Here we meet the petty concerns of individual MPs. Who nominated Corbyn? Not so much the left - after all, many soft-lefts fell in behind Burnham initially, as a ‘realistic’ candidate. But partly under pressure from the rank and file, and partly as a manoeuvre on Burnham’s part so as not to be seen as the ‘left’ candidate - Red Andy, god help us - people who would never dream of voting for Corbyn got him on the ballot.

At that point, it became possible for people who despise Blairism and the rightwing press, who had deserted Labour over the last decade, to vote for somebody they actually liked. And, the more dirty tricks the Blairites pull, the more scare stories clutter the pages of the yellow press, the more determined they become.

Since nominations closed and campaigning began, there has been one story and one story only: the momentous surge in support for Jeremy Corbyn. Andy Burnham, the archetypal career politician, began this campaign by talking about the need to get out of the “Westminster bubble”, though in his mouth it was a laughable ambition. Now, for Labour at least, that bubble has been well and truly burst - by Corbyn, and his brand of sentimental, well-meaning, bearded Islington leftism.

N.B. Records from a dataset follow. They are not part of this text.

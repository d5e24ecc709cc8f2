use thiserror::Error;

#[derive(Debug, Error)]
pub enum Error {
    #[error("database error: {0}")]
    Database(#[from] rusqlite::Error),

    #[error("not found: {0}")]
    NotFound(String),

    #[error("already exists: {0}")]
    Conflict(String),

    #[error("corrupt row: {0}")]
    Corrupt(String),

    #[error(transparent)]
    Policy(#[from] policy::Error),
}

pub type Result<T> = std::result::Result<T, Error>;
//! Configuration loading from gatehouse.toml.

use policy::Bootstrap;
use serde::Deserialize;
use std::path::{Path, PathBuf};

/// Top-level configuration.
#[derive(Debug, Deserialize)]
pub struct Config {
    /// Database configuration.
    #[serde(default)]
    pub database: DatabaseConfig,

    /// Logging configuration.
    #[serde(default)]
    pub logging: LoggingConfig,

    /// Resources, role definitions and guards.
    #[serde(flatten)]
    pub bootstrap: Bootstrap,
}

/// Where the assignment store lives.
#[derive(Debug, Deserialize, Default)]
pub struct DatabaseConfig {
    /// SQLite file. Defaults to the platform data directory.
    pub path: Option<PathBuf>,
}

/// Log verbosity when `RUST_LOG` is unset.
#[derive(Debug, Deserialize)]
pub struct LoggingConfig {
    #[serde(default = "default_level")]
    pub level: String,
}

impl Default for LoggingConfig {
    fn default() -> Self {
        Self {
            level: default_level(),
        }
    }
}

fn default_level() -> String {
    "warn".to_string()
}

impl Config {
    /// Load configuration from a TOML file.
    pub fn load(path: impl AsRef<Path>) -> Result<Self, ConfigError> {
        let content = std::fs::read_to_string(path.as_ref())?;
        Self::parse(&content)
    }

    /// Parse configuration from TOML string.
    pub fn parse(toml: &str) -> Result<Self, ConfigError> {
        toml::from_str(toml).map_err(|e| ConfigError::Parse(e.to_string()))
    }

    /// Create a default configuration.
    pub fn default_config() -> Self {
        Self {
            database: DatabaseConfig::default(),
            logging: LoggingConfig::default(),
            bootstrap: Bootstrap::site_default(),
        }
    }

    /// Resolve the database path.
    pub fn database_path(&self) -> Result<PathBuf, ConfigError> {
        match &self.database.path {
            Some(path) => Ok(path.clone()),
            None => dirs_data_dir()
                .map(|dir| dir.join("gatehouse.db"))
                .ok_or(ConfigError::NoDataDir),
        }
    }
}

fn dirs_data_dir() -> Option<PathBuf> {
    #[cfg(target_os = "macos")]
    {
        std::env::var_os("HOME").map(|h| PathBuf::from(h).join(".local/share/gatehouse"))
    }
    #[cfg(target_os = "linux")]
    {
        std::env::var_os("XDG_DATA_HOME")
            .map(PathBuf::from)
            .or_else(|| std::env::var_os("HOME").map(|h| PathBuf::from(h).join(".local/share")))
            .map(|p| p.join("gatehouse"))
    }
    #[cfg(target_os = "windows")]
    {
        std::env::var_os("APPDATA").map(|h| PathBuf::from(h).join("gatehouse"))
    }
    #[cfg(not(any(target_os = "macos", target_os = "linux", target_os = "windows")))]
    {
        None
    }
}

#[derive(Debug, thiserror::Error)]
pub enum ConfigError {
    #[error("failed to read config: {0}")]
    Io(#[from] std::io::Error),

    #[error("failed to parse config: {0}")]
    Parse(String),

    #[error("no data directory found: set database.path")]
    NoDataDir,
}
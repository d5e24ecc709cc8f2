//! Policy error types.

use thiserror::Error;

/// Policy errors.
///
/// This enum is marked `#[non_exhaustive]` to allow adding new variants
/// in future versions without breaking downstream code.
#[derive(Debug, Error)]
#[non_exhaustive]
pub enum Error {
    /// An access check was denied.
    #[error("access denied: {0}")]
    Denied(String),

    /// A role definition references a capability the catalog does not know.
    #[error("role '{role}' references unknown capability '{token}'")]
    UnknownCapability { role: String, token: String },

    /// A role definition references a resource type the catalog does not know.
    #[error("role '{role}' references unknown resource type '{resource}'")]
    UnknownResource { role: String, resource: String },

    /// A guard requires a capability the catalog does not know.
    #[error("guard '{guard}' references unknown capability '{token}'")]
    UnknownGuardCapability { guard: String, token: String },

    /// A role referenced at runtime does not exist.
    #[error("unknown role: {0}")]
    UnknownRole(String),

    /// The bootstrap definitions are inconsistent.
    #[error("invalid bootstrap definitions: {0}")]
    Invalid(String),

    /// Failed to parse a bootstrap file.
    #[error("failed to parse bootstrap definitions: {0}")]
    Parse(String),

    /// An I/O error occurred while reading definitions.
    #[error("IO error: {0}")]
    Io(#[from] std::io::Error),
}

pub type Result<T> = std::result::Result<T, Error>;
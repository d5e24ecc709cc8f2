//! Capability resolution and access checks.

use crate::{Capability, Error, Principal, Requirement, Resource, Result, RoleRegistry};
use std::collections::BTreeSet;

/// Result of an access check.
#[derive(Debug, Clone, PartialEq, Eq)]
pub enum Decision {
    Allow,
    Deny { reason: String },
}

impl Decision {
    pub fn is_allowed(&self) -> bool {
        matches!(self, Decision::Allow)
    }
}

/// Resolves capabilities for principals against an already-loaded registry.
///
/// Holds no state of its own: every answer is computed from the registry and
/// the principal passed in.
#[derive(Debug, Clone, Copy)]
pub struct Authorizer<'a> {
    registry: &'a RoleRegistry,
}

impl<'a> Authorizer<'a> {
    pub fn new(registry: &'a RoleRegistry) -> Self {
        Self { registry }
    }

    /// Whether the principal holds the capability through any of its roles,
    /// or is a superuser.
    pub fn can(&self, principal: &Principal, capability: &Capability) -> bool {
        if principal.is_superuser {
            return true;
        }
        principal
            .roles
            .iter()
            .any(|role| self.registry.capabilities(role).any(|c| c == capability))
    }

    /// The union of the capability sets of the principal's roles.
    ///
    /// Superusers get every capability the registry knows about.
    pub fn effective_capabilities(&self, principal: &Principal) -> BTreeSet<Capability> {
        if principal.is_superuser {
            return self.registry.known_capabilities().cloned().collect();
        }
        principal
            .roles
            .iter()
            .flat_map(|role| self.registry.capabilities(role))
            .cloned()
            .collect()
    }

    /// Evaluate a requirement. A missing resource never satisfies `Owner`.
    pub fn satisfies(
        &self,
        principal: &Principal,
        requirement: &Requirement,
        resource: Option<&Resource>,
    ) -> bool {
        match requirement {
            Requirement::Superuser => principal.is_superuser,
            Requirement::Staff => principal.is_staff,
            Requirement::Owner => resource.is_some_and(|r| r.is_owned_by(principal)),
            Requirement::Capability(cap) => self.can(principal, cap),
            Requirement::AnyOf(inner) => inner
                .iter()
                .any(|r| self.satisfies(principal, r, resource)),
            Requirement::AllOf(inner) => {
                !inner.is_empty() && inner.iter().all(|r| self.satisfies(principal, r, resource))
            }
        }
    }

    /// Check a requirement and explain a denial.
    pub fn check(
        &self,
        principal: &Principal,
        requirement: &Requirement,
        resource: Option<&Resource>,
    ) -> Decision {
        if self.satisfies(principal, requirement, resource) {
            tracing::debug!(user = %principal.username, %requirement, "access allowed");
            return Decision::Allow;
        }

        let reason = format!(
            "{} does not satisfy {}{}",
            principal.username,
            requirement,
            resource
                .map(|r| format!(" (resource: {} {})", r.kind, r.id))
                .unwrap_or_default()
        );
        tracing::debug!(user = %principal.username, %requirement, "access denied");
        Decision::Deny { reason }
    }

    /// Check a requirement, returning an error if denied.
    pub fn require(
        &self,
        principal: &Principal,
        requirement: &Requirement,
        resource: Option<&Resource>,
    ) -> Result<()> {
        match self.check(principal, requirement, resource) {
            Decision::Allow => Ok(()),
            Decision::Deny { reason } => Err(Error::Denied(reason)),
        }
    }
}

The takeaway is a simple one - in the particular form it has taken during the last two decades of its total dominance, the Labour right is in fact very fragile. It ensured that dominance by totally ossifying internal structures, relying instead on favourable press coverage and support from elements of the bourgeoisie (we think of Lord Sainsbury) to increase its influence. That support has gone, however, and those who seek to lead Labour are forced to do so by appealing - heaven forefend - to the party, a beast they at this point barely understand.

Yet, with the press rallied behind the Tories, the party rank and file is also the only connection available to the doorstep; thus we have the bizarre spectacle of Burnham, Kendall and co claiming to be in touch with the electorate, but only able to talk in central office jargon about marketing Labour to this or that subset of voters; that is, discussing in full public view the lies they intend to tell in order to manipulate people. They are then somehow surprised when a straight-talking leftwinger shows them up as the degenerate, technocratic creeps they are. All this noise about ‘infiltrators’ reflects merely their political exhaustion: they may as well try, after Brecht, to dissolve the party and elect another.

Let the Labour right and the press learn this lesson - there is no injury the CPGB can inflict on their ambitions that can possibly compare to the one they have inflicted upon themselves. For the rest of us, it’s popcorn time l

Notes

1. The Sunday Telegraph July 26.

2. Mail on Sunday July 26.

3. The Sunday Times July 26.

4. See ‘Tepid support for Corbyn’ Weekly Worker July 16; and ‘Stop digging, Peter’ Weekly Worker July 2.